● Source material
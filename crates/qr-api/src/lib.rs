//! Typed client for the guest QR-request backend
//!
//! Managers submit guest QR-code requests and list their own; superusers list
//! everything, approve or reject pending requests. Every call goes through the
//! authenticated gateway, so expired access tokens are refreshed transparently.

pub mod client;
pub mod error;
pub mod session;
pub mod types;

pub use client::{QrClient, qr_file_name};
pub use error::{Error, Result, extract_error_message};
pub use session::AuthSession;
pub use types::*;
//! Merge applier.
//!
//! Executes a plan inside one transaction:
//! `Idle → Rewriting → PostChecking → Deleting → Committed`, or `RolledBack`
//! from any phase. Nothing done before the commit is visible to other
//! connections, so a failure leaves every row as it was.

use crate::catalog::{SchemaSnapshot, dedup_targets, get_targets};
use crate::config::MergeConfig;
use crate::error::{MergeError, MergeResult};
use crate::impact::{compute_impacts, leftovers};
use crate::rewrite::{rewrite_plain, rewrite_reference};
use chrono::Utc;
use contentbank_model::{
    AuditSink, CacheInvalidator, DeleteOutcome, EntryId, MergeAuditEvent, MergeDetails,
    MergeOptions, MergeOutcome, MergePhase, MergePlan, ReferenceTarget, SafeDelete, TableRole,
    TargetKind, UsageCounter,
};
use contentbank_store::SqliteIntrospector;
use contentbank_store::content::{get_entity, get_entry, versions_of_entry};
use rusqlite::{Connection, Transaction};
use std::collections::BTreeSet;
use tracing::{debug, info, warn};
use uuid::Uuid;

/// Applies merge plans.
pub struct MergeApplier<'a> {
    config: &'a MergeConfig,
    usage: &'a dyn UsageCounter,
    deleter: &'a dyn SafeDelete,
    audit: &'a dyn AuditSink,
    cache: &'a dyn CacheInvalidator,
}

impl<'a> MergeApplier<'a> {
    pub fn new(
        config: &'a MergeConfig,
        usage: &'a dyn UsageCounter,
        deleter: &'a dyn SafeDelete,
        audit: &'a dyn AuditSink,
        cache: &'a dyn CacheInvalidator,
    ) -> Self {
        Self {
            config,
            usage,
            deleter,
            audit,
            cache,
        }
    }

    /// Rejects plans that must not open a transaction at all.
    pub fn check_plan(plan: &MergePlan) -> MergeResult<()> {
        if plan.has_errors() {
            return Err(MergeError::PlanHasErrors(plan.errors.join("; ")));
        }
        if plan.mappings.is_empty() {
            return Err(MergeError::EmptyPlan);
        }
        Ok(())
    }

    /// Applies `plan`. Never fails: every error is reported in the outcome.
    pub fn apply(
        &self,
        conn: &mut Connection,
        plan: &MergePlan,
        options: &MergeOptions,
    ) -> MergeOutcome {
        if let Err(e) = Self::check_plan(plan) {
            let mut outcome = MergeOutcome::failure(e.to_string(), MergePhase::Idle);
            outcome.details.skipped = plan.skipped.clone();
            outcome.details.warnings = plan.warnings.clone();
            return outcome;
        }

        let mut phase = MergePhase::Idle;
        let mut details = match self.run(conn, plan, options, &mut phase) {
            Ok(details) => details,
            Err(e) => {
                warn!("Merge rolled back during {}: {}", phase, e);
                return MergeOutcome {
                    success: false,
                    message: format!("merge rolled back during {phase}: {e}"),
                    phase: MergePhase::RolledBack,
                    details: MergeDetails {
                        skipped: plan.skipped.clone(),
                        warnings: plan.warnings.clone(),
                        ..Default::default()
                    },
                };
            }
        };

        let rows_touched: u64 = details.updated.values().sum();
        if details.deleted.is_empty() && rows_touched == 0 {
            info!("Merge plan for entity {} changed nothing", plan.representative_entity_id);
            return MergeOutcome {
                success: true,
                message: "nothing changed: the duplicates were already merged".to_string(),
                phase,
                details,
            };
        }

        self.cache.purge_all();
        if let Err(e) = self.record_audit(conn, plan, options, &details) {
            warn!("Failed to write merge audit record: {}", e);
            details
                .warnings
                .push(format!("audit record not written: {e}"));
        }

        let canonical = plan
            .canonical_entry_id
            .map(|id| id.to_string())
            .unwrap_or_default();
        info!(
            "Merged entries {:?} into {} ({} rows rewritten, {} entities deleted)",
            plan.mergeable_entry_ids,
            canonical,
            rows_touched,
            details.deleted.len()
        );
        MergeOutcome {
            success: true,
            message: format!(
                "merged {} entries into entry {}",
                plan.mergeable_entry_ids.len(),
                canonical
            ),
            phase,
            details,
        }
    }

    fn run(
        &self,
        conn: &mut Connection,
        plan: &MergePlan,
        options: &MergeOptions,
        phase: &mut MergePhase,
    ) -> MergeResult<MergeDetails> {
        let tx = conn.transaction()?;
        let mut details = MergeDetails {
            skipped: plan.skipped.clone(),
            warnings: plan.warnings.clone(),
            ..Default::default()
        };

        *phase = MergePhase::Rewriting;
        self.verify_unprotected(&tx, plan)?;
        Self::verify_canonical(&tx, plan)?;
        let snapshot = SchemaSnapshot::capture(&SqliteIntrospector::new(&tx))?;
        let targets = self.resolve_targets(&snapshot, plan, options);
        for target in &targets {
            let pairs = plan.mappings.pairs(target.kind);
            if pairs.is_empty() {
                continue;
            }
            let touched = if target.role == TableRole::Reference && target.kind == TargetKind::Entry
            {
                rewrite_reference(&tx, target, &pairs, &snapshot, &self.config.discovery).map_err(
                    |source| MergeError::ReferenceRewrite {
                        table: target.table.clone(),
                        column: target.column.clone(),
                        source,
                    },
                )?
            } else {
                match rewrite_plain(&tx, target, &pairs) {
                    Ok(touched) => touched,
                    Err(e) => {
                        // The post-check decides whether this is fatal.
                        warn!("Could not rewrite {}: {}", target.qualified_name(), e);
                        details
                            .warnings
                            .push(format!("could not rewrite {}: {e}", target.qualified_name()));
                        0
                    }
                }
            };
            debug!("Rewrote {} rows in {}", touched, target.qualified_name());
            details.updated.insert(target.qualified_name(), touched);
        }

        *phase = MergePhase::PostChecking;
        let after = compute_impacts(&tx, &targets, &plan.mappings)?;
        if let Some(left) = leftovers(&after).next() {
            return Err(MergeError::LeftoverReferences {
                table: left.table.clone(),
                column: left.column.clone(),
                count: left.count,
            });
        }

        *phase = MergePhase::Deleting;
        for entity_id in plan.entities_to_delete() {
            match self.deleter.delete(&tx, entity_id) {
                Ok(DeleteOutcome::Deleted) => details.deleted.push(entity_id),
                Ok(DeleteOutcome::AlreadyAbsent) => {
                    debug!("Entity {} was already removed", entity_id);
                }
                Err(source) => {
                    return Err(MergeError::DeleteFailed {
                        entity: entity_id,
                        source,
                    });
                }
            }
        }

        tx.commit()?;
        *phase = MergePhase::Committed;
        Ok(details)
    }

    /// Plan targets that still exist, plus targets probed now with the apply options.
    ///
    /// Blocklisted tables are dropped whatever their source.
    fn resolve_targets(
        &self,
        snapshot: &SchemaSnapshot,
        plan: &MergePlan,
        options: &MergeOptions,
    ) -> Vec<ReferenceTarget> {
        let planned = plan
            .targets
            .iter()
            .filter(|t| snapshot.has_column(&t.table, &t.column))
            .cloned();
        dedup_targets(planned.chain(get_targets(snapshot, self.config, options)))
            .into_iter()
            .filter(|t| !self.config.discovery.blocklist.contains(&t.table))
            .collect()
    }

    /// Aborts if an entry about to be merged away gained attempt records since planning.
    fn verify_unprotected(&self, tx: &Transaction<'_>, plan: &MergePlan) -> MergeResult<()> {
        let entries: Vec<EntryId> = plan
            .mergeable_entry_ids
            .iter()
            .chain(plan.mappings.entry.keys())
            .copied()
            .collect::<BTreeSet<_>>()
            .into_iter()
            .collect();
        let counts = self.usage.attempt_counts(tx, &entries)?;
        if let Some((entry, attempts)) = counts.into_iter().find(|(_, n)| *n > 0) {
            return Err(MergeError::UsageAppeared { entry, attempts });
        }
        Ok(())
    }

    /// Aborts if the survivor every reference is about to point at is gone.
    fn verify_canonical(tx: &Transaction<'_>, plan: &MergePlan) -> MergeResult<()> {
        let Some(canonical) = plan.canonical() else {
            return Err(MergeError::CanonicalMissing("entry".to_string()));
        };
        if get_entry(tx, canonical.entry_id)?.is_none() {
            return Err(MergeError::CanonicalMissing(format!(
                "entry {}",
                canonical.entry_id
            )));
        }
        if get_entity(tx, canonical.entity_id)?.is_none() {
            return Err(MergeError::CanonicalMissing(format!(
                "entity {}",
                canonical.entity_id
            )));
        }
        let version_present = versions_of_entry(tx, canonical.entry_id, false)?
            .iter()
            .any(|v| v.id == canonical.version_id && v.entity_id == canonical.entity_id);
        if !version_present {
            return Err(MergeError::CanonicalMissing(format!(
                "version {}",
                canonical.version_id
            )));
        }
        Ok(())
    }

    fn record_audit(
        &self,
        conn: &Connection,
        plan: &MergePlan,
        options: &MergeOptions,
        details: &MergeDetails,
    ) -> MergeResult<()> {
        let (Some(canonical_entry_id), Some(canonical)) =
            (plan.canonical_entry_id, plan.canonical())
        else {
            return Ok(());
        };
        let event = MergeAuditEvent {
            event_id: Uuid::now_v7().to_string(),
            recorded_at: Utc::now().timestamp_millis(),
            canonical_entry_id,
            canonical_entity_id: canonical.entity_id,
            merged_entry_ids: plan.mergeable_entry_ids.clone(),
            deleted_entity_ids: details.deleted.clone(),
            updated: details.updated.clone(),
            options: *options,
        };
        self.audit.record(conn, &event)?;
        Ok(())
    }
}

--

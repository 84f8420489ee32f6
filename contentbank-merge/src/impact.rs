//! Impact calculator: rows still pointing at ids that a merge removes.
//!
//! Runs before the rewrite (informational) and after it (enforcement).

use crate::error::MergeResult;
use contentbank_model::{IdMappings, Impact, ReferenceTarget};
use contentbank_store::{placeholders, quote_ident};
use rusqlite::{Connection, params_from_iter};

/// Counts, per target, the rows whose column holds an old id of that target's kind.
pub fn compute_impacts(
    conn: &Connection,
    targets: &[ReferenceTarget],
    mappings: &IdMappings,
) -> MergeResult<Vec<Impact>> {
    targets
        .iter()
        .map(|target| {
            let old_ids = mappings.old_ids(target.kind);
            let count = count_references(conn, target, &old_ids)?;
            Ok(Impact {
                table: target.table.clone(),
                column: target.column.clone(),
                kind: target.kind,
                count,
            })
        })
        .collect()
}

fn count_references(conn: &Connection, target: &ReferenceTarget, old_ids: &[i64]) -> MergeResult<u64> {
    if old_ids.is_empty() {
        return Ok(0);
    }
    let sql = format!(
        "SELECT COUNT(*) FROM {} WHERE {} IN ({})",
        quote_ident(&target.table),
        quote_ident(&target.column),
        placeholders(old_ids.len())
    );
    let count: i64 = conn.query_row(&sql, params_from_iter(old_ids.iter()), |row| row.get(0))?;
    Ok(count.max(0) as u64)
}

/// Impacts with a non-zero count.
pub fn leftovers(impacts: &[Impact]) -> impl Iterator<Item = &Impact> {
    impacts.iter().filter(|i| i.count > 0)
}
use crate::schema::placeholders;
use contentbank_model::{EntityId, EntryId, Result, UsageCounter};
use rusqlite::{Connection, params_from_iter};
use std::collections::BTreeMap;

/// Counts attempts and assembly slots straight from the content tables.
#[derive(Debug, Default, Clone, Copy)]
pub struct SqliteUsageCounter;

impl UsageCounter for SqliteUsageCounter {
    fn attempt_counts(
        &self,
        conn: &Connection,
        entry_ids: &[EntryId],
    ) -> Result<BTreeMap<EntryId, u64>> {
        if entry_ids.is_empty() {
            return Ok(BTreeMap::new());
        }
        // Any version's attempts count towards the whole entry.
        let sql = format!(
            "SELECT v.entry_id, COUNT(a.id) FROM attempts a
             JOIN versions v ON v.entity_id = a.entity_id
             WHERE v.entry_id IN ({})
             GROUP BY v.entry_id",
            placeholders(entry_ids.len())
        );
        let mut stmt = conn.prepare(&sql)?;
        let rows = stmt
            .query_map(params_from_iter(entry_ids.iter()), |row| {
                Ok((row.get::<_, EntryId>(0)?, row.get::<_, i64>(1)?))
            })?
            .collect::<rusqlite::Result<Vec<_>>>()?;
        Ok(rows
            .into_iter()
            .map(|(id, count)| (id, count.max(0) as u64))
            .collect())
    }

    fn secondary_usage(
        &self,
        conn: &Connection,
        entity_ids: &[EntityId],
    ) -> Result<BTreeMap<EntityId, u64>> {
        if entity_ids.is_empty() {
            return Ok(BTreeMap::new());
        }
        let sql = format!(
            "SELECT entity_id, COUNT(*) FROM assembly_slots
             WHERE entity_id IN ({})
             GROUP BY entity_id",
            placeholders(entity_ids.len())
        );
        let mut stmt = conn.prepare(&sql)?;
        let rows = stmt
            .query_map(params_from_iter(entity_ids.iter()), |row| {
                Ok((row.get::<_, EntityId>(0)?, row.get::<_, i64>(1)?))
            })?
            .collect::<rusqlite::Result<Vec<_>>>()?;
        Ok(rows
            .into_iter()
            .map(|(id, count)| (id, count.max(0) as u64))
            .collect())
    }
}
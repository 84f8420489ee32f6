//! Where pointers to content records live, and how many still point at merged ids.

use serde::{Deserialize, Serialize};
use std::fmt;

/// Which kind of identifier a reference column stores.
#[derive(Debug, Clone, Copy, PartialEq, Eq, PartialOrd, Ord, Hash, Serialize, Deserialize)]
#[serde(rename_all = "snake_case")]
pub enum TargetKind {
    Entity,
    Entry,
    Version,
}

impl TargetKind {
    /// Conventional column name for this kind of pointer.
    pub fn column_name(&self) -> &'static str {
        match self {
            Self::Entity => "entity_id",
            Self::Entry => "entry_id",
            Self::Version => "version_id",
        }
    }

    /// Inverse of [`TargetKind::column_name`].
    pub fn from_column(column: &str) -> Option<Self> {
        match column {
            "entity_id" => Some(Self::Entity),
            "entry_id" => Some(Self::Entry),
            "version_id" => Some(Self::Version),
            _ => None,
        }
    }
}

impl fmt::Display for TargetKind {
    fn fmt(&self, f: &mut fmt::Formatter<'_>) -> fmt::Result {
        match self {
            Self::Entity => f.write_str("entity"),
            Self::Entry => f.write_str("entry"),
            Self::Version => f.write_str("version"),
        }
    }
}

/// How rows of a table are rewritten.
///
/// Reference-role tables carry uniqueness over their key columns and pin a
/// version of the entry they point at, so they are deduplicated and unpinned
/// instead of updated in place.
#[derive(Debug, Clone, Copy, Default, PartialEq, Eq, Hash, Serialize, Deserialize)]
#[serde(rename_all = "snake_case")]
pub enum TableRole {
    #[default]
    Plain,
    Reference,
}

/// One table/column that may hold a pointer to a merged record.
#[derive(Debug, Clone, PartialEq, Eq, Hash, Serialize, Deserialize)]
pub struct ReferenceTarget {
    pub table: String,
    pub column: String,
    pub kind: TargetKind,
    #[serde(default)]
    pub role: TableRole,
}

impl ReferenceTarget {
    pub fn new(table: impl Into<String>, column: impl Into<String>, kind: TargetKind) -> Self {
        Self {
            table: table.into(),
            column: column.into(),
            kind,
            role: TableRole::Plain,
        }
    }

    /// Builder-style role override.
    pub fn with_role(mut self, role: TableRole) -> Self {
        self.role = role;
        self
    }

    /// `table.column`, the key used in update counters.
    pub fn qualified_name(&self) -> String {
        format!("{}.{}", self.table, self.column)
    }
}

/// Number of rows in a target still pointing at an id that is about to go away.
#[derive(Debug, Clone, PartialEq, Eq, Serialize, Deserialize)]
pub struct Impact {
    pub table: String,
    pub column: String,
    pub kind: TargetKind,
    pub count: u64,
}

* * *

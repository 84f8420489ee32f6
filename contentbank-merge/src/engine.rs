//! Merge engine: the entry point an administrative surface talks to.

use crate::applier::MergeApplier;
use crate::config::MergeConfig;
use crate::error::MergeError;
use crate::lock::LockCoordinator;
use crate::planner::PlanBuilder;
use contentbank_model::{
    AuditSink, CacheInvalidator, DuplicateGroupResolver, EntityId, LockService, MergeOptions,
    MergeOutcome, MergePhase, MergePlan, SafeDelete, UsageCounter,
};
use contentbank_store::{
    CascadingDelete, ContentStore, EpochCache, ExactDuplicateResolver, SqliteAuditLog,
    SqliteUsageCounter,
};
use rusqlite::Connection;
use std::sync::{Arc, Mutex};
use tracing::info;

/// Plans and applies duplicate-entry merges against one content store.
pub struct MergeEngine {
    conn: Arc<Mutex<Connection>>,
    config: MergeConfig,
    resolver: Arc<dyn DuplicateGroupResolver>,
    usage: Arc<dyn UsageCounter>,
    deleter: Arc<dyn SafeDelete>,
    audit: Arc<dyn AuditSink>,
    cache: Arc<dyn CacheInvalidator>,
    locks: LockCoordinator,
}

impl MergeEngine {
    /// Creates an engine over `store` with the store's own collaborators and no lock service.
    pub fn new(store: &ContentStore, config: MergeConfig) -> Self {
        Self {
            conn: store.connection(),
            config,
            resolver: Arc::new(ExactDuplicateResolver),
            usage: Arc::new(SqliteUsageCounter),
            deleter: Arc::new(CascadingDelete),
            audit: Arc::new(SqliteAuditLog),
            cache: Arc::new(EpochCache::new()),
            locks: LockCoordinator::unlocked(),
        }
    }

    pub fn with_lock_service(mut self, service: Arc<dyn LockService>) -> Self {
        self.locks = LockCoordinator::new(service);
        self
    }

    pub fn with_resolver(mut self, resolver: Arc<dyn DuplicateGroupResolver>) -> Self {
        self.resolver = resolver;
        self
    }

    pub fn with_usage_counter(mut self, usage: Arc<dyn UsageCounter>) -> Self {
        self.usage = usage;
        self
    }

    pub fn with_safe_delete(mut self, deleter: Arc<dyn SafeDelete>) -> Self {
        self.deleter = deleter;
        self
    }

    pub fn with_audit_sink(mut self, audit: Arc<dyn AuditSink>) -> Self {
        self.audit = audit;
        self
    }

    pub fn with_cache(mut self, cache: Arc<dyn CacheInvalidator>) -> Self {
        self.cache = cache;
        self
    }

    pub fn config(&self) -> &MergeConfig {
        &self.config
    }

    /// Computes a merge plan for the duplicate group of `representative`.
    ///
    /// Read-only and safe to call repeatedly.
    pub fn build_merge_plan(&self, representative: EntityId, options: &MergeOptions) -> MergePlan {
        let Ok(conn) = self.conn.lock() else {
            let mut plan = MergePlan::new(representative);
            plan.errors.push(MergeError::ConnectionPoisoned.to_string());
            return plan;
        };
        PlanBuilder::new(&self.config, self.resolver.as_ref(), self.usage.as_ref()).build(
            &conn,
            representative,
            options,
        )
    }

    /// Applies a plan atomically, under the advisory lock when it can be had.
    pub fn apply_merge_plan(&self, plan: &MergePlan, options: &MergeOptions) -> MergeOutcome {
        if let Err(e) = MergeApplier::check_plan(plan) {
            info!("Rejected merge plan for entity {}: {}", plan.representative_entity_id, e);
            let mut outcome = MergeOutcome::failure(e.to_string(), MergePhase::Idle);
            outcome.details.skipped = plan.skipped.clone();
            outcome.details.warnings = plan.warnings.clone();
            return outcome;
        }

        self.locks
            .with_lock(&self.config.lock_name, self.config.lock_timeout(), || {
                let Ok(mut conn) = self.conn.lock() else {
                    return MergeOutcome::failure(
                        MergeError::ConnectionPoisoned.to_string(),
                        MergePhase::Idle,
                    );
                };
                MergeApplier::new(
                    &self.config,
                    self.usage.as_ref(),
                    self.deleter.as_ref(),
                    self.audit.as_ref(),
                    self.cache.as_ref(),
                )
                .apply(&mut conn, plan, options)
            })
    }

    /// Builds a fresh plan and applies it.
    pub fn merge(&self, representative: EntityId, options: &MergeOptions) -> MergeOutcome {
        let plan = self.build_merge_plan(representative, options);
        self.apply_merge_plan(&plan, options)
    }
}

● What you will do
Pick out every line of the listing containing the word "Hash", and show those lines.

● Written answer
#[derive(Debug, Clone, Copy, PartialEq, Eq, PartialOrd, Ord, Hash, Serialize, Deserialize)]
#[derive(Debug, Clone, Copy, Default, PartialEq, Eq, Hash, Serialize, Deserialize)]
#[derive(Debug, Clone, PartialEq, Eq, Hash, Serialize, Deserialize)]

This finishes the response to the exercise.